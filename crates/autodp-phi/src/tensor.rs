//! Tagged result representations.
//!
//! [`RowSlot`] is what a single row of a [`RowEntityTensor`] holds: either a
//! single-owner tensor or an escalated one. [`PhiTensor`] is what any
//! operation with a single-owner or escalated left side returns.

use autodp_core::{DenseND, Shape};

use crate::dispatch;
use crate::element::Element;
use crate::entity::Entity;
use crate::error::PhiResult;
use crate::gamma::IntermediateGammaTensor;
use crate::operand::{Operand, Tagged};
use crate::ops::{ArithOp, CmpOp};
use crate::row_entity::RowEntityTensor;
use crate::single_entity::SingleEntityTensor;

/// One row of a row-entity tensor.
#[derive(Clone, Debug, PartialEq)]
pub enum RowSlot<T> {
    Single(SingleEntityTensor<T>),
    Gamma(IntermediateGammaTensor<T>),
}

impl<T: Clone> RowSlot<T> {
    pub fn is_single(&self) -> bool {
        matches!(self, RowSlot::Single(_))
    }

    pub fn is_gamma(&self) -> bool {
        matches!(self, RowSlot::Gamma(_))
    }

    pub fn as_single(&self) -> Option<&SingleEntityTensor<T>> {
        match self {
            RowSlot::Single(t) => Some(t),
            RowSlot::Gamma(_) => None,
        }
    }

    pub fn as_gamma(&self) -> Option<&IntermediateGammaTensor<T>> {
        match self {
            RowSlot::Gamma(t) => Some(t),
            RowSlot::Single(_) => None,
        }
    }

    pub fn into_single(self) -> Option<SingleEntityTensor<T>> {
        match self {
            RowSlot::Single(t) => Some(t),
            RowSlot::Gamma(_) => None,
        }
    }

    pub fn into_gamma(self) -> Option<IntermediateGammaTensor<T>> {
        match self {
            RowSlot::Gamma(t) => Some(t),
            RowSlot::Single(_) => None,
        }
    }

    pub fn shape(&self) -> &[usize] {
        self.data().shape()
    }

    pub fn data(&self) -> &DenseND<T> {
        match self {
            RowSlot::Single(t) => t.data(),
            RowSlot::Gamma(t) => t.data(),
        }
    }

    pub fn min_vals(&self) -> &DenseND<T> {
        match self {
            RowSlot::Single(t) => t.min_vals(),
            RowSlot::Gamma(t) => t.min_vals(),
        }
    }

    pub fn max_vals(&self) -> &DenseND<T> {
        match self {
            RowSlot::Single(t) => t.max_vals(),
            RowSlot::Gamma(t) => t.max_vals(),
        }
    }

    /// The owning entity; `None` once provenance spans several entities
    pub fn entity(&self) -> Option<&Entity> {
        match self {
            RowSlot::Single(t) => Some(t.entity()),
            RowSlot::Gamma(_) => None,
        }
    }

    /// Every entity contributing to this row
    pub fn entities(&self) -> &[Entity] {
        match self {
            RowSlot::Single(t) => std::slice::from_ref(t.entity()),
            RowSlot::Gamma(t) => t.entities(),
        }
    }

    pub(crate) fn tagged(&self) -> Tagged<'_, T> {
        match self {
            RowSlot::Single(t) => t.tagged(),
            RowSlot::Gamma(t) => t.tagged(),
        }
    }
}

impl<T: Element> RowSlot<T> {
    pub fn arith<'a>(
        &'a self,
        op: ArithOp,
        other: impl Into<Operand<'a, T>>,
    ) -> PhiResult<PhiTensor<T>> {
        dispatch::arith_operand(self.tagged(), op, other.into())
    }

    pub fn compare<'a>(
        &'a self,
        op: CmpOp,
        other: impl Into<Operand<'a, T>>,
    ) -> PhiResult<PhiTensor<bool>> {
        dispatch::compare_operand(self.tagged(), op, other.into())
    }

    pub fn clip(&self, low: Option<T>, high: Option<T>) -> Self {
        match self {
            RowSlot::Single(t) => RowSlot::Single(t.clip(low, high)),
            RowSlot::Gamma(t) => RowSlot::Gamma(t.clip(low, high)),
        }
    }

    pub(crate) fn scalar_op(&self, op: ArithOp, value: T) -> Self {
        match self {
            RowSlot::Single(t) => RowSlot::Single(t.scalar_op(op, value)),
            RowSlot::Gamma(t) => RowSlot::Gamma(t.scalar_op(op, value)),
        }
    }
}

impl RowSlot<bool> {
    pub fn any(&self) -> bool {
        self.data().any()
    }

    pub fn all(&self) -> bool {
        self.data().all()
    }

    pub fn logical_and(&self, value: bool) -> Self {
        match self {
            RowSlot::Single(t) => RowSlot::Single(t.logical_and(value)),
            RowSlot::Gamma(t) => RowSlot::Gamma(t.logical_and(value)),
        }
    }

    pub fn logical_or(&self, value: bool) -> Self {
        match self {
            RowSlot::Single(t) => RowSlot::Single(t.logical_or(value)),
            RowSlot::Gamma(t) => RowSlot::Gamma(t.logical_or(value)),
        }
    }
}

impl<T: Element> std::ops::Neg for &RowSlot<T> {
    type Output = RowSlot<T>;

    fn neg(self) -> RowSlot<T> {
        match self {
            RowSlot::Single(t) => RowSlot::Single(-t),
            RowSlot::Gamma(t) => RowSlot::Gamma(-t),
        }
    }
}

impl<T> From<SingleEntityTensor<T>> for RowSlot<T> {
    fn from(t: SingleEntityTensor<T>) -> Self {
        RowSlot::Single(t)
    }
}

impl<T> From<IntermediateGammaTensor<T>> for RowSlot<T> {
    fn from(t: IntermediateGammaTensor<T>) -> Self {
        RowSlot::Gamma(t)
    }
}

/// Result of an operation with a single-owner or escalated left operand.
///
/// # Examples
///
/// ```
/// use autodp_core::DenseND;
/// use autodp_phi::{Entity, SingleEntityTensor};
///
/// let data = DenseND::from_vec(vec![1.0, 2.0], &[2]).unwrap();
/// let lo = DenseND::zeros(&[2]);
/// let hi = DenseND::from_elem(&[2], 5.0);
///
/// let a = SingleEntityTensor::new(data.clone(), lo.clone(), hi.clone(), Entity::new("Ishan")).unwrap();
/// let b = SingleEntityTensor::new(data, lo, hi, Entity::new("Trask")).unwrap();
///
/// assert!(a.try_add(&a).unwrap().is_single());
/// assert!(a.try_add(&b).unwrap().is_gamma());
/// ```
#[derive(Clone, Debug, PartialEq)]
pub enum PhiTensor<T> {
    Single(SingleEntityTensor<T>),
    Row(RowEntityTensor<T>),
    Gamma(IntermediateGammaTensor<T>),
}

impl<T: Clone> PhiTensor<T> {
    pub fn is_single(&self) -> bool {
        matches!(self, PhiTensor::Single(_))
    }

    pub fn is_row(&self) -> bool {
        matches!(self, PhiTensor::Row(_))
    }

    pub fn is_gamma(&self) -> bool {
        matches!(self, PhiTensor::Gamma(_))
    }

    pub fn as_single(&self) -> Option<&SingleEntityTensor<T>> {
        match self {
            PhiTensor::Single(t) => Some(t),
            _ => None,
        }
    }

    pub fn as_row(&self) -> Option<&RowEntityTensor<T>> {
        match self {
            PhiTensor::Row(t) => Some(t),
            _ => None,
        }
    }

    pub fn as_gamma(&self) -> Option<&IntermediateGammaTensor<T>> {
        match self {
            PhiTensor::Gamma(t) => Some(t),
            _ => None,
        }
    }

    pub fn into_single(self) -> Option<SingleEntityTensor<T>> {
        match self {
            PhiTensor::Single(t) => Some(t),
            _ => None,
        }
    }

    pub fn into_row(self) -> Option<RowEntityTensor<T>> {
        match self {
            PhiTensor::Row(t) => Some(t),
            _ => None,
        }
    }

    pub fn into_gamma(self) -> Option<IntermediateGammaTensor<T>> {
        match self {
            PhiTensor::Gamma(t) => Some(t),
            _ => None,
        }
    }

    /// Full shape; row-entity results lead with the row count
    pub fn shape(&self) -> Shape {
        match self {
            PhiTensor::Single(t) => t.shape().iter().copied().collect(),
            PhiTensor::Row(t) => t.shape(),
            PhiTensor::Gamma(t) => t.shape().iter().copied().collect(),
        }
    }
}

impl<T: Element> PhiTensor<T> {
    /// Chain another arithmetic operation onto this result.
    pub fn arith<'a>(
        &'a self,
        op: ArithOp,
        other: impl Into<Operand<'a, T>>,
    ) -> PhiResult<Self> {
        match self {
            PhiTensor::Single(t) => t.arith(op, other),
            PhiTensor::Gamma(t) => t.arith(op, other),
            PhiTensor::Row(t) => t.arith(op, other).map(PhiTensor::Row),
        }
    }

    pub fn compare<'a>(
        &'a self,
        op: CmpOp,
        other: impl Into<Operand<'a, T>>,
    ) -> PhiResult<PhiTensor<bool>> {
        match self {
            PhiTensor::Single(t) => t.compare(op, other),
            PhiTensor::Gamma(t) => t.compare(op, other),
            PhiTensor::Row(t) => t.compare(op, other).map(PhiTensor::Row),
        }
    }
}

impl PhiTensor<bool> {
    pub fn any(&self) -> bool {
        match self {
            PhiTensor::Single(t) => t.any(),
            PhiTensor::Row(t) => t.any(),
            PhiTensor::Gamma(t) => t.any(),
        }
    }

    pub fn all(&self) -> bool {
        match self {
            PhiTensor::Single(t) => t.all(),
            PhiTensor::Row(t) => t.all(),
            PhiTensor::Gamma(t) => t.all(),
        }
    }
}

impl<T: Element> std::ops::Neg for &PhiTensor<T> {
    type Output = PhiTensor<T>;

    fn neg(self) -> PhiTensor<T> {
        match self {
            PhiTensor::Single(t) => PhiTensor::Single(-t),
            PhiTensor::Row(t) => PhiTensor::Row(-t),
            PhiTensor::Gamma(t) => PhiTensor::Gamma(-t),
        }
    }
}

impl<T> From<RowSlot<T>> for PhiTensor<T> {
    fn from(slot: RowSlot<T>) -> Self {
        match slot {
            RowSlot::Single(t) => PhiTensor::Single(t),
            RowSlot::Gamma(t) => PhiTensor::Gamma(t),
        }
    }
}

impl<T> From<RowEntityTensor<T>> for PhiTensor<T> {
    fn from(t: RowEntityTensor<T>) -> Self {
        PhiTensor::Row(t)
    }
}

■ ■ ■ ■

▶ _What the task asks_
Each line from the start of the listing above through the line containing "self.data().shape()" must be reproduced exactly. Leave out the rest.

▶ _Answer section_
filename crates/autodp-phi/src/tensor.rs
//! Tagged result representations.
//!
//! [`RowSlot`] is what a single row of a [`RowEntityTensor`] holds: either a
//! single-owner tensor or an escalated one. [`PhiTensor`] is what any
//! operation with a single-owner or escalated left side returns.

use autodp_core::{DenseND, Shape};

use crate::dispatch;
use crate::element::Element;
use crate::entity::Entity;
use crate::error::PhiResult;
use crate::gamma::IntermediateGammaTensor;
use crate::operand::{Operand, Tagged};
use crate::ops::{ArithOp, CmpOp};
use crate::row_entity::RowEntityTensor;
use crate::single_entity::SingleEntityTensor;

/// One row of a row-entity tensor.
#[derive(Clone, Debug, PartialEq)]
pub enum RowSlot<T> {
    Single(SingleEntityTensor<T>),
    Gamma(IntermediateGammaTensor<T>),
}

impl<T: Clone> RowSlot<T> {
    pub fn is_single(&self) -> bool {
        matches!(self, RowSlot::Single(_))
    }

    pub fn is_gamma(&self) -> bool {
        matches!(self, RowSlot::Gamma(_))
    }

    pub fn as_single(&self) -> Option<&SingleEntityTensor<T>> {
        match self {
            RowSlot::Single(t) => Some(t),
            RowSlot::Gamma(_) => None,
        }
    }

    pub fn as_gamma(&self) -> Option<&IntermediateGammaTensor<T>> {
        match self {
            RowSlot::Gamma(t) => Some(t),
            RowSlot::Single(_) => None,
        }
    }

    pub fn into_single(self) -> Option<SingleEntityTensor<T>> {
        match self {
            RowSlot::Single(t) => Some(t),
            RowSlot::Gamma(_) => None,
        }
    }

    pub fn into_gamma(self) -> Option<IntermediateGammaTensor<T>> {
        match self {
            RowSlot::Gamma(t) => Some(t),
            RowSlot::Single(_) => None,
        }
    }

    pub fn shape(&self) -> &[usize] {
        self.data().shape()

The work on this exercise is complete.